The Hollywood Flames were an American R&B vocal group in the 1950s, best known for their No. 11 hit "Buzz-Buzz-Buzz" in 1957.

==Early years==
They formed as The Flames in 1949, in the Watts neighborhood of Los Angeles, at a talent show where members of various high school groups got together. The original members were Bobby Byrd (lead), David Ford, Curlee Dinkins and Willie Ray Rockwell. Rockwell was replaced by Clyde Tillis, and Ford sometimes sang lead. Their first paying gig was at Johnny Otis's Barrelhouse Club. They first recorded in 1950 for the Selective label, and the following year, billed as The Hollywood Four Flames, released "Tabarin", a song written by Murry Wilson (father of The Beach Boys). They later recorded another Wilson song, "I'll Hide My Tears".

==Bands and recordings==
Over the years the group, under various names, is believed to have recorded for about nineteen different record labels, including Aladdin and Specialty. Although they had no big hits for several years, they were a successful local act in the Los Angeles area. The group also had a series of personnel changes, with Rockwell being replaced by Gaynel Hodge, and for a short while Dinkins being replaced by Curtis Williams. Hodge and Williams, with Jesse Belvin, were co-writers of The Penguins' "Earth Angel". In 1953, they released the sketch for this song "I Know" on the label Swing Time. Believed to be the first song to present the 6/8 piano-attacca known from later '50s hits such as "Only You" and "Ain't That a Shame".

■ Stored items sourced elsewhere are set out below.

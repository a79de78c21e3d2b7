//! Whole-transcript runs: tokenize, analyze every message, deduplicate,
//! optionally persist, and account for every line in a [`BatchReport`].

use std::collections::HashSet;

use chrono::{NaiveDateTime, Timelike};
use nestlog_core::{ActivityRecord, BatchReport, Category, Source, WarningReason};
use nestlog_store::ActivityStore;
use tracing::{debug, info, trace, warn};

use crate::InputError;
use crate::pipeline::Pipeline;
use crate::tokenizer::{Token, Tokenizer};

/// Records with equal keys within one run are duplicates.
#[derive(Debug, Clone, PartialEq, Eq, Hash)]
struct DedupKey {
    category: Category,
    minute: NaiveDateTime,
    subtype: String,
}

impl DedupKey {
    fn of(record: &ActivityRecord) -> Self {
        let minute = record
            .occurred_at
            .with_second(0)
            .and_then(|t| t.with_nanosecond(0))
            .unwrap_or(record.occurred_at);
        Self {
            category: record.category(),
            minute,
            subtype: record.subtype().to_string(),
        }
    }
}

/// Decode raw transcript bytes, dropping a leading byte-order mark.
pub fn decode_transcript(bytes: &[u8]) -> Result<&str, InputError> {
    let text = std::str::from_utf8(bytes).map_err(|e| InputError::NotUtf8 {
        valid_up_to: e.valid_up_to(),
    })?;
    Ok(text.strip_prefix('\u{feff}').unwrap_or(text))
}

impl Pipeline<'_> {
    /// Extract every activity record from a transcript.
    ///
    /// Per-message problems become warnings in the report; only input that
    /// is empty or too short fails the whole run.
    pub fn process_transcript(
        &self,
        text: &str,
        subject_id: &str,
    ) -> Result<(Vec<ActivityRecord>, BatchReport), InputError> {
        self.run(text, subject_id, None)
    }

    /// Like [`process_transcript`](Self::process_transcript), saving each
    /// emitted record to `store` as it is produced. A failed save is counted
    /// and warned about; the run continues and the record is still returned.
    pub fn import_transcript(
        &self,
        text: &str,
        subject_id: &str,
        store: &mut dyn ActivityStore,
    ) -> Result<(Vec<ActivityRecord>, BatchReport), InputError> {
        self.run(text, subject_id, Some(store))
    }

    fn check_input(&self, text: &str) -> Result<(), InputError> {
        let len = text.chars().filter(|c| !c.is_whitespace()).count();
        if len == 0 {
            return Err(InputError::Empty);
        }
        if len < self.min_transcript_chars() {
            return Err(InputError::TooShort {
                len,
                min: self.min_transcript_chars(),
            });
        }
        Ok(())
    }

    fn run(
        &self,
        text: &str,
        subject_id: &str,
        mut store: Option<&mut dyn ActivityStore>,
    ) -> Result<(Vec<ActivityRecord>, BatchReport), InputError> {
        let text = text.strip_prefix('\u{feff}').unwrap_or(text);
        self.check_input(text)?;

        let mut report = BatchReport::default();
        let mut records = Vec::new();
        let mut seen: HashSet<DedupKey> = HashSet::new();
        let mut tokenizer = Tokenizer::new(text, self.date_order());

        for token in tokenizer.by_ref() {
            let message = match token {
                Token::Message(message) => message,
                Token::Skipped(warning) => {
                    report.skipped_lines += 1;
                    report.warnings.push(warning);
                    continue;
                }
            };
            report.messages_parsed += 1;

            let normalized = match self.analyze(&message, subject_id, Source::Imported) {
                Ok(normalized) => normalized,
                Err(_) => {
                    trace!(line = message.line, "no activity in message");
                    report.skipped_uncategorized += 1;
                    report.warn(message.line, WarningReason::Uncategorized);
                    continue;
                }
            };

            let record = normalized.record;
            if !seen.insert(DedupKey::of(&record)) {
                debug!(line = message.line, category = %record.category(), "duplicate record skipped");
                report.duplicates_skipped += 1;
                continue;
            }
            if let Some(reason) = normalized.warning {
                report.warn(message.line, reason);
            }
            report.record_emitted(record.category(), record.occurred_at);

            if let Some(store) = store.as_deref_mut() {
                match store.save(subject_id, record.clone()) {
                    Ok(id) => {
                        trace!(line = message.line, %id, "record saved");
                        report.persisted += 1;
                    }
                    Err(e) => {
                        warn!(line = message.line, error = %e, "failed to save record");
                        report.storage_failures += 1;
                        report.warn(message.line, WarningReason::StorageFailed(e.to_string()));
                    }
                }
            }
            records.push(record);
        }

        report.total_lines = tokenizer.lines_read();
        report.continuation_lines = tokenizer.continuation_lines();

        info!(
            subject_id,
            lines = report.total_lines,
            messages = report.messages_parsed,
            records = report.records_emitted,
            uncategorized = report.skipped_uncategorized,
            duplicates = report.duplicates_skipped,
            warnings = report.warnings.len(),
            "processed transcript"
        );
        Ok((records, report))
    }
}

By 1954, the group were usually billed as The Hollywood Flames, but also recorded as The Turks, The Jets, and The Sounds. David Ford and Gaynel Hodge recorded with Jesse Belvin and Hodge's brother Alex (founding member of the Platters), as The Tangiers, before the Hodge brothers left The Hollywood Flames in 1955 to form a new version of The Turks. He was replaced by Earl Nelson, who had previously recorded with Byrd as The Voices, and with Byrd later formed the duo Bob & Earl.

In 1957, the group - Byrd, Ford, Dinkins and Nelson - signed with Class Records, where Byrd was renamed "Bobby Day". The group recorded as The Hollywood Flames, as Bobby Day & the Satellites, and as Earl Nelson & the Pelicans. In July 1957, Bobby Day & the Satellites recorded "Little Bitty Pretty One", which was covered more successfully by Thurston Harris. Later that year, The Hollywood Flames – with Nelson singing lead – released "Buzz-Buzz-Buzz", co-written by Byrd, which reached No. 5 on the R&B chart and No. 11 on the pop chart.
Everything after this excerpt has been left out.